> [What is being asked] Please copy each line of the records below that includes the word "ColumnStat".

(Stored data entries)
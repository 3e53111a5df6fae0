//! Plotter-facing view of a column's observations

use crate::column::ColumnStat;

/// Everything a plotter needs to draw one column's distribution.
#[derive(Debug, Clone, Copy, PartialEq)]
pub struct Distribution<'a> {
    pub name: &'a str,
    /// Every accepted observation, in observation order.
    pub samples: &'a [f64],
    pub mean: f64,
    pub std_dev: f64,
    pub min: f64,
    pub max: f64,
}

impl<'a> Distribution<'a> {
    /// Builds the view for a column with at least one observation, retained
    /// samples and a finite spread.
    #[must_use]
    pub fn from_column(column: &'a ColumnStat) -> Option<Self> {
        let samples = column.samples()?;
        let (mean, std_dev) = column.finalize().filter(|(_, s)| s.is_finite())?;
        Some(Self {
            name: column.name(),
            samples,
            mean,
            std_dev,
            min: column.min()?,
            max: column.max()?,
        })
    }
}

/// Renders distributions, typically to image files.
pub trait DistributionPlotter {
    type Error;

    fn plot(&mut self, distribution: &Distribution<'_>) -> Result<(), Self::Error>;
}

#[cfg(test)]
mod tests {
    use std::convert::Infallible;

    use super::*;
    use crate::{SummaryOptions, Warning, summarize};

    #[derive(Default)]
    struct Recorder {
        seen: Vec<(String, Vec<f64>, f64, f64)>,
    }

    impl DistributionPlotter for Recorder {
        type Error = Infallible;

        fn plot(&mut self, distribution: &Distribution<'_>) -> Result<(), Infallible> {
            self.seen.push((
                distribution.name.to_owned(),
                distribution.samples.to_vec(),
                distribution.min,
                distribution.max,
            ));
            Ok(())
        }
    }

    #[test]
    fn test_skips_columns_without_data() {
        let options = SummaryOptions {
            plot: true,
            ..SummaryOptions::default()
        };
        let input = "a,empty,b\n2,,x\n1,,yyy\n";
        let summary =
            summarize(input.as_bytes(), &options, &mut Vec::<Warning>::new()).unwrap();

        let mut recorder = Recorder::default();
        let Ok(plotted) = summary.plot_with(&mut recorder);
        assert_eq!(plotted, 2);
        assert_eq!(
            recorder.seen,
            [
                ("a".to_owned(), vec![2.0, 1.0], 1.0, 2.0),
                ("b".to_owned(), vec![1.0, 3.0], 1.0, 3.0),
            ]
        );
    }

    #[test]
    fn test_no_distributions_without_samples() {
        let summary = summarize(
            "a\n1\n2\n".as_bytes(),
            &SummaryOptions::default(),
            &mut Vec::<Warning>::new(),
        )
        .unwrap();
        assert_eq!(summary.distributions().count(), 0);
    }

    #[test]
    fn test_skips_overflowing_spread() {
        let options = SummaryOptions {
            plot: true,
            ..SummaryOptions::default()
        };
        let input = "a,b\n1e308,1\n-1e308,2\n";
        let summary =
            summarize(input.as_bytes(), &options, &mut Vec::<Warning>::new()).unwrap();
        let names = summary.distributions().map(|d| d.name).collect::<Vec<_>>();
        assert_eq!(names, ["b"]);
    }

    #[test]
    fn test_carries_mean_and_std_dev() {
        let options = SummaryOptions {
            plot: true,
            ..SummaryOptions::default()
        };
        let summary =
            summarize("a\n1\n3\n5\n".as_bytes(), &options, &mut Vec::<Warning>::new()).unwrap();
        let distribution = summary.distributions().next().unwrap();
        assert_eq!(distribution.mean, 3.0);
        assert!((distribution.std_dev - 2.0).abs() < 1e-12);
    }
}
//! Streaming per-column statistics for delimited text
//!
//! This crate reads a CSV-like stream once, infers each column's kind from the
//! values it sees and keeps constant-memory running statistics per column.
//!
//! # Overview
//!
//! 1. **Read Header** ([`summarize`]): the first row names the columns and fixes
//!    their number
//! 2. **Infer Kinds** ([`column::ColumnKind`]): the first non-empty field of a
//!    column decides whether it is numeric or text; the decision is final
//! 3. **Aggregate** ([`column::ColumnStat`]): numbers, or text lengths, feed a
//!    Welford accumulator; malformed rows and fields are skipped and reported
//!    as [`Warning`]s
//! 4. **Report** ([`report::Report`]): `name, min, max, mean, stddev` per column
//! 5. **Plot** ([`distribution::DistributionPlotter`]): optional per-column
//!    histograms from retained samples
//!
//! # Examples
//!
//! ```
//! use tabstat_summary::{ColumnKind, SummaryOptions, Warning, summarize};
//!
//! let input = "a\n1\nNaN\n3\n";
//! let mut warnings = Vec::<Warning>::new();
//! let summary = summarize(input.as_bytes(), &SummaryOptions::default(), &mut warnings)?;
//!
//! let a = &summary.columns()[0];
//! assert_eq!(a.kind(), ColumnKind::Numeric);
//! assert_eq!(a.count(), 2);
//! assert_eq!(a.mean(), Some(2.0));
//!
//! assert_eq!(warnings.len(), 1);
//! println!("{}", warnings[0]);
//! # Ok::<(), tabstat_summary::SummaryError>(())
//! ```

pub use self::{
    column::{ColumnKind, ColumnStat, FieldError},
    distribution::{Distribution, DistributionPlotter},
    error::{SummaryError, Warning, WarningSink},
    report::{NO_DATA, Report, ReportRow, Summary},
    summarizer::{Summarizer, SummaryOptions, summarize},
};

pub mod column;
pub mod distribution;
pub mod error;
pub mod report;
pub mod summarizer;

> [Answer to this exercise]
use crate::column::ColumnStat;
    pub fn from_column(column: &'a ColumnStat) -> Option<Self> {
//! 3. **Aggregate** ([`column::ColumnStat`]): numbers, or text lengths, feed a
    column::{ColumnKind, ColumnStat, FieldError},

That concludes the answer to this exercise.